Tsutomu Fujimura1, Noriko Sato1, Suwirakorn Ophaswongse2, Yutaka Takagi1, Mitsuyuki Hotta1, Takashi Kitahara1, Yoshinori Takema1 and Piti Palungwachira2
1Biological Science Laboratories, Kao Corp, Tochigi, and 2Department of Skin Center, Faculty of Medicine, Srinakharinwirot University, Bangkok, Thailand
Although the physiological characteristics of vulvar skin have been characterized in Caucasians, little is known about the vulvar skin of Asian women. This study assessed the moisture content, transepidermal water loss (TEWL) and pH of vulvar skin of 99 healthy Asian women residing in Bangkok, aged 20–69 years, during their non-menstrual period, including 39 post-menopausal women. Skin pH was acidic at all sites, and the pH of the vulvar areas was significantly higher than the control sites (inner thigh, inner forearm). Skin moisture was slightly, but significantly, lower around the vulvar area and the thigh than around the forearm. TEWL was significantly higher in vulvar areas than control sites. Ageing and menopause did not cause notable alterations in most properties of vulvar skin. In conclusion, the vulvar skin of Asian women has similar properties to that of Caucasians. Key words: vulva; ageing; menopause; Asian; skin physiology.
(Accepted October 16, 2012.)
Acta Derm Venereol 2013; 93: 242–245.
Tsutomu Fujimura, Biological Science Laboratories, Kao Corporation, 2606 Akabane Ichikai Tochigi 321-3497, Japan. E-mail: firstname.lastname@example.org
Many studies have been reported concerning the physiology and anatomy of vulvar skin, which is one of the most specialized types of skin (1–8). Several studies have shown that vulvar skin has a greater degree of moisture than skin at other body sites, as measured by transepidermal water loss (TEWL). The higher moisture level in the vulvar area is attributable to occlusion and moisture from blood, sweat and vaginal secretions (2, 4, 5). However, it has been reported that the moisture content of vulvar skin measured by capacitance is equal to, or only slightly higher than, that of forearm skin (2, 4, 7). Studies have shown either no significant difference in skin pH between vulvar and forearm skin (8), or that vulvar skin shows a slightly, but significantly, lower value (2).

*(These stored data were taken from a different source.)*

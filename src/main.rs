//! vibestore admin tool - create a database or open and recover one

use anyhow::{Context, Result};
use clap::Parser as ClapParser;
use std::path::PathBuf;
use vibestore::database::{Database, DatabaseConfig};

/// vibestore admin tool
#[derive(ClapParser, Debug)]
#[command(author, version, about, long_about = None)]
struct Args {
    /// Base path; the database lives in PATH.db, PATH.log and PATH.xid
    path: PathBuf,

    /// Create a new database instead of opening an existing one
    #[arg(short, long)]
    create: bool,

    /// Page cache size in bytes
    #[arg(short, long, default_value_t = DatabaseConfig::default().memory)]
    memory: u64,

    /// Enable debug logging
    #[arg(short, long)]
    debug: bool,
}

fn main() -> Result<()> {
    let args = Args::parse();

    let log_level = if args.debug { "debug" } else { "info" };
    env_logger::Builder::from_env(env_logger::Env::default().default_filter_or(log_level)).init();

    let config = DatabaseConfig {
        memory: args.memory,
    };

    let db = if args.create {
        Database::create(&args.path, config)
            .with_context(|| format!("Failed to create database at {}", args.path.display()))?
    } else {
        Database::open(&args.path, config)
            .with_context(|| format!("Failed to open database at {}", args.path.display()))?
    };

    println!("Database: {}", args.path.display());
    println!("   - Pages: {}", db.dm().page_count());
    println!("   - Transactions issued: {}", db.tm().transaction_count());
    println!(
        "   - Active transactions: {}",
        db.tm().active_transactions().len()
    );

    db.close().context("Failed to close database")?;
    Ok(())
}
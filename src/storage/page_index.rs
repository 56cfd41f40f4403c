//! Free-space index used to choose a page for a new record.

use crate::storage::{PageId, PAGE_SIZE};
use parking_lot::Mutex;

const INTERVALS_NO: usize = 40;
const THRESHOLD: usize = PAGE_SIZE / INTERVALS_NO;

#[derive(Debug, Clone, Copy, PartialEq, Eq)]
pub struct PageInfo {
    pub page_id: PageId,
    pub free_space: usize,
}

/// Pages bucketed by free space into `INTERVALS_NO` fixed-width intervals.
/// A page checked out by [`PageIndex::select`] is absent until re-added.
pub struct PageIndex {
    lists: Mutex<Vec<Vec<PageInfo>>>,
}

impl PageIndex {
    pub fn new() -> Self {
        Self {
            lists: Mutex::new(vec![Vec::new(); INTERVALS_NO + 1]),
        }
    }

    pub fn add(&self, page_id: PageId, free_space: usize) {
        let bucket = (free_space / THRESHOLD).min(INTERVALS_NO);
        self.lists.lock()[bucket].push(PageInfo {
            page_id,
            free_space,
        });
    }

    /// Removes and returns the first page with at least `need` free bytes.
    pub fn select(&self, need: usize) -> Option<PageInfo> {
        let start = (need / THRESHOLD + 1).min(INTERVALS_NO);
        let mut lists = self.lists.lock();
        for list in lists[start..].iter_mut() {
            if let Some(pos) = list.iter().position(|info| info.free_space >= need) {
                return Some(list.remove(pos));
            }
        }
        None
    }

    pub fn len(&self) -> usize {
        self.lists.lock().iter().map(Vec::len).sum()
    }

    pub fn is_empty(&self) -> bool {
        self.len() == 0
    }
}

impl Default for PageIndex {
    fn default() -> Self {
        Self::new()
    }
}
//! Durable transaction status table.
//!
//! The status file is `[Counter:8][Status:1]*Counter`: an 8-byte big-endian
//! count of issued XIDs followed by one status byte per XID, XID 1 first.
//! Every write is forced before the call returns. An in-memory mirror of
//! the status bytes serves the point reads.

use std::fs::{File, OpenOptions};
use std::io::{self, Read, Seek, SeekFrom, Write};
use std::path::Path;

use byteorder::{BigEndian, ReadBytesExt, WriteBytesExt};
use parking_lot::{Mutex, RwLock};

use super::id::TransactionId;
use super::state::TransactionState;
use crate::error::{Error, Result};

const HEADER_LEN: u64 = 8;
const STATUS_LEN: u64 = 1;

struct StatusFile {
    file: File,
    counter: u64,
}

impl StatusFile {
    fn position(xid: TransactionId) -> u64 {
        HEADER_LEN + (xid.value() - 1) * STATUS_LEN
    }

    fn write_status(&mut self, xid: TransactionId, state: TransactionState) -> Result<()> {
        self.file.seek(SeekFrom::Start(Self::position(xid)))?;
        self.file.write_all(&[state.to_byte()])?;
        self.file.sync_data()?;
        Ok(())
    }

    fn write_counter(&mut self, counter: u64) -> Result<()> {
        self.file.seek(SeekFrom::Start(0))?;
        self.file.write_u64::<BigEndian>(counter)?;
        self.file.sync_data()?;
        self.counter = counter;
        Ok(())
    }
}

/// The transaction manager is the authoritative record of transaction outcome.
pub struct TransactionManager {
    file: Mutex<StatusFile>,
    /// `states[i]` is the status of XID `i + 1`.
    states: RwLock<Vec<TransactionState>>,
}

impl TransactionManager {
    /// Creates a new, empty status file.
    pub fn create(path: &Path) -> Result<Self> {
        let mut file = OpenOptions::new()
            .read(true)
            .write(true)
            .create_new(true)
            .open(path)
            .map_err(|e| match e.kind() {
                io::ErrorKind::AlreadyExists => Error::FileExists(path.to_path_buf()),
                _ => Error::Io(e),
            })?;

        file.write_u64::<BigEndian>(0)?;
        file.sync_all()?;

        Ok(Self {
            file: Mutex::new(StatusFile { file, counter: 0 }),
            states: RwLock::new(Vec::new()),
        })
    }

    /// Opens an existing status file and validates its length.
    pub fn open(path: &Path) -> Result<Self> {
        let mut file = OpenOptions::new()
            .read(true)
            .write(true)
            .open(path)
            .map_err(|e| match e.kind() {
                io::ErrorKind::NotFound => Error::FileNotFound(path.to_path_buf()),
                _ => Error::Io(e),
            })?;

        let len = file.metadata()?.len();
        if len < HEADER_LEN {
            return Err(Error::CorruptTransactionLog(format!(
                "file is {} bytes, shorter than the {} byte header",
                len, HEADER_LEN
            )));
        }

        file.seek(SeekFrom::Start(0))?;
        let counter = file.read_u64::<BigEndian>()?;
        let expected = counter
            .checked_mul(STATUS_LEN)
            .and_then(|body| body.checked_add(HEADER_LEN));
        if expected != Some(len) {
            return Err(Error::CorruptTransactionLog(format!(
                "header counts {} transactions but file is {} bytes",
                counter, len
            )));
        }

        let mut raw = Vec::with_capacity(counter as usize);
        file.read_to_end(&mut raw)?;
        let states = raw
            .iter()
            .enumerate()
            .map(|(i, &byte)| {
                TransactionState::from_byte(byte).ok_or_else(|| {
                    Error::CorruptTransactionLog(format!(
                        "invalid status byte {} for Txn{}",
                        byte,
                        i + 1
                    ))
                })
            })
            .collect::<Result<Vec<_>>>()?;

        Ok(Self {
            file: Mutex::new(StatusFile { file, counter }),
            states: RwLock::new(states),
        })
    }

    /// Begins a new transaction.
    pub fn begin(&self) -> Result<TransactionId> {
        let mut file = self.file.lock();
        let xid = TransactionId::new(file.counter + 1);

        file.write_status(xid, TransactionState::Active)?;
        file.write_counter(xid.value())?;
        self.states.write().push(TransactionState::Active);

        Ok(xid)
    }

    /// Commits a transaction.
    pub fn commit(&self, xid: TransactionId) -> Result<()> {
        self.set_state(xid, TransactionState::Committed)
    }

    /// Aborts a transaction.
    pub fn abort(&self, xid: TransactionId) -> Result<()> {
        self.set_state(xid, TransactionState::Aborted)
    }

    fn set_state(&self, xid: TransactionId, state: TransactionState) -> Result<()> {
        let mut file = self.file.lock();
        if xid.is_super() || xid.value() > file.counter {
            return Err(Error::UnknownTransaction(xid));
        }

        file.write_status(xid, state)?;
        self.states.write()[(xid.value() - 1) as usize] = state;
        Ok(())
    }

    /// Gets the state of a transaction, `None` for XIDs never issued.
    pub fn state(&self, xid: TransactionId) -> Option<TransactionState> {
        if xid.is_super() {
            return Some(TransactionState::Committed);
        }
        self.states.read().get((xid.value() - 1) as usize).copied()
    }

    pub fn is_active(&self, xid: TransactionId) -> bool {
        self.state(xid).is_some_and(|s| s.is_active())
    }

    pub fn is_committed(&self, xid: TransactionId) -> bool {
        self.state(xid).is_some_and(|s| s.is_committed())
    }

    pub fn is_aborted(&self, xid: TransactionId) -> bool {
        self.state(xid).is_some_and(|s| s.is_aborted())
    }

    /// Returns every XID still marked active.
    pub fn active_transactions(&self) -> Vec<TransactionId> {
        self.states
            .read()
            .iter()
            .enumerate()
            .filter(|(_, state)| state.is_active())
            .map(|(i, _)| TransactionId::new(i as u64 + 1))
            .collect()
    }

    /// Number of XIDs issued so far.
    pub fn transaction_count(&self) -> u64 {
        self.file.lock().counter
    }

    pub fn close(&self) -> Result<()> {
        self.file.lock().file.sync_all()?;
        Ok(())
    }
}
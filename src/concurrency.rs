//! Concurrency control module.
//!
//! This module implements multi-version concurrency control on top of the
//! data manager:
//! - Versioned entries stamped with creator and deleter
//! - Visibility rules for read committed and repeatable read
//! - Record locks with deadlock detection

pub mod lock;
pub mod mvcc;
pub mod version;
pub mod visibility;

pub use lock::{LockTable, Waiter};
pub use mvcc::{IsolationLevel, Transaction, VersionManager};
pub use version::{Entry, EntryRef};
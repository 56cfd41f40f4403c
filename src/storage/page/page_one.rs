//! Page one holds the validity marker used to detect unclean shutdown.
//!
//! On open a fresh random marker is written at `[100, 108)`; a clean close
//! copies it to `[108, 116)`. If the two ranges differ on the next open the
//! previous process did not shut down cleanly.

use crate::storage::page::Page;
use crate::storage::PAGE_SIZE;
use rand::RngCore;

const MARKER_OFFSET: usize = 100;
const MARKER_LEN: usize = 8;
const MIRROR_OFFSET: usize = MARKER_OFFSET + MARKER_LEN;

pub fn init_raw() -> Box<[u8; PAGE_SIZE]> {
    let mut raw = Box::new([0u8; PAGE_SIZE]);
    write_open_marker(&mut raw);
    raw
}

fn write_open_marker(raw: &mut [u8; PAGE_SIZE]) {
    rand::thread_rng().fill_bytes(&mut raw[MARKER_OFFSET..MARKER_OFFSET + MARKER_LEN]);
}

/// Writes a fresh marker; the page now reads as "open".
pub fn set_open(page: &Page) {
    write_open_marker(&mut page.write());
}

/// Mirrors the marker; the page now reads as "cleanly closed".
pub fn set_close(page: &Page) {
    page.write().copy_within(MARKER_OFFSET..MARKER_OFFSET + MARKER_LEN, MIRROR_OFFSET);
}

/// True when the last shutdown was clean.
pub fn check(page: &Page) -> bool {
    let raw = page.read();
    raw[MARKER_OFFSET..MARKER_OFFSET + MARKER_LEN]
        == raw[MIRROR_OFFSET..MIRROR_OFFSET + MARKER_LEN]
}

Changes in vulvar skin with ageing and menopause have also been characterized (3, 5, 7, 9), but these studies have been limited. Elsner & Maibach (7) reported that there are no significant differences in TEWL and hydration of vulvar skin between pre- and post-menopausal women, and those at different ages. Warren et al. (5) reported that there was no significant difference in the skin surface water loss (SSWL) of vulvar skin with age. Some effects of menopause on the percutaneous absorption of steroids by vulvar skin have also been reported (9).
Although it seems that the physiology of vulvar skin has been well investigated, the above studies have been conducted mainly with the Caucasian (white) ethnic population. Racial differences in skin are well known; for example, it has been reported that Japanese subjects show a higher tendency for skin irritation than do Caucasian subjects (10, 11). Hydration of the stratum corneum (SC) and/or TEWL are also different among ethnicities (12, 13).
The aim of this study was to investigate the vulvar skin properties of Thai women, focusing on functional properties of the SC.
MATERIALS AND METHODS
Subjects and ethics
Subjects who were residing in Bangkok city, Thailand, were recruited to the study. Provision of signed informed consent was necessary for inclusion, and subjects were free to withdraw from the study at any time with no obligation. All data were collected at Srinakharinwirot University, and were analysed at the university and at Kao Biological Science Laboratories. The clinical test was performed according to the Declaration of Helsinki. Prior to the start of the study, the protocol was approved by the ethics committees of Srinakharinwirot University and Kao Biological Science Laboratories. All instrumental analysis and sampling was performed in July 2007.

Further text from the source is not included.